Here’s my new blagsheet…. Your feedback always massively valued. https://web.thecrowhillcompany.com/blagsheets/BLAGSHEET_PEDALS_POSTER-v0.3.pdf
Hi Christian, will try and work my way through the whole sheet, but to get the ball rolling I noticed the Xs in the description of the Maestro Fuzz Tone at the top and thought maybe I could help there. Leaving aside the typo in the diagram title, I’d try a mu symbol for the capacitor values as these are micro farads, not to be confused with the M for mega used in the resistance values. On the Xs, my understanding is that session guitarist Grady Martin is using a Danelectro 6 string bass (so presumably a UB-2 given the date) on a recording session for Marty Robbins (I think the song was Don’t Worry) in 1961 when a faulty mixing desk pre-amp produced the fuzz sound. Later that year Martin went to the same studio and used the same channel on the desk to record a number called The Fuzz. Thereafter the pre-amp failed altogether so studio recording engineer Glenn Snoddy and electronic engineer Revis Hobbs took it apart and from their analysis of its failure created a circuit that would replicate the fuzz sound independent of the desk. This they sold to Gibson who put it on the market in 1962 as the Maestro Fuzz Tone (FZ-1). Not all fuzz effects from that era used the FZ-1, the Ventures had steel guitarist and electronics hobbyist Red Rhodes make them a box that produced a very similar effect, having heard Martin’s The Fuzz, that owed nothing to the original mixing desk pre-amp failure and many people just took razor blades to the Celestion ‘Blue’ speakers in Vox AC-30 and AC-50 guitar amps to get a fuzzy, distorted effect. Hope that’s useful as a start.
it may be worth noting that the latest RC series is comprised of 4 size pedals, the RC1 and 5 stomboxes, the RC10R that’s just a bigger stombox, the RC500 which would be the new version of something like the RC30 that’s 2 tracks with a bunch of cool stuff and the RC 600 being the largest with 6 tracks. - from all of these i believe the RC-1 and the RC-500 are the most popular
the ditto is from TC electronics and similar to the RC-1 but it reads on the sheet like the rc-5 is called ditto which is not the case, AND the ditto now has a whole range of options from single to 2 and 4 tracks
the line 6 DL4 TECHNICALLY is actually a delay pedal but i can see why it would go next to loopers, people use it although other delay pedals have this similar functionality
also i noticed you didnt mention compressors, preamps, amp sims, or bass pedals
yes pedals is a huge deal so i get it you cant cover them all! but bass players use a completely different range of pedals, maybe a second blagsheet? cause we use compressors, DIs, preamps, synths and octavers which might be worth mentioning, specially octavers and compressors!
I would second what @jordonez6 said about effects for bass.

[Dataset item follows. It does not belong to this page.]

//! 工具函数模块
//!
//! 路径处理工具：对象键拼接、绝对路径解析。

pub mod path;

Compressors and octavers for sure, plus envelope filters (Musitronics Mutron, Electro-Harmonix Bassballs etc) and chorus pedals designed for bass with a type of low/by-pass filter that allowed the frequencies below the filter setting to pass unaffected. Chorus on the lower octave can just make the sound too muddy, so one shouldn’t use a chorus pedal meant for guitar on a bass…. unless you like muddy! It’s a different game down among the low frequencies!
I think Chris Squire (Yes, Squackett) used a Behringer bass brassmaster that uses the Fuzz Tone circuit combined with an octaver, but then he also used an Eventide Harmonizer so he’s a real outlier when it comes to pedal boards.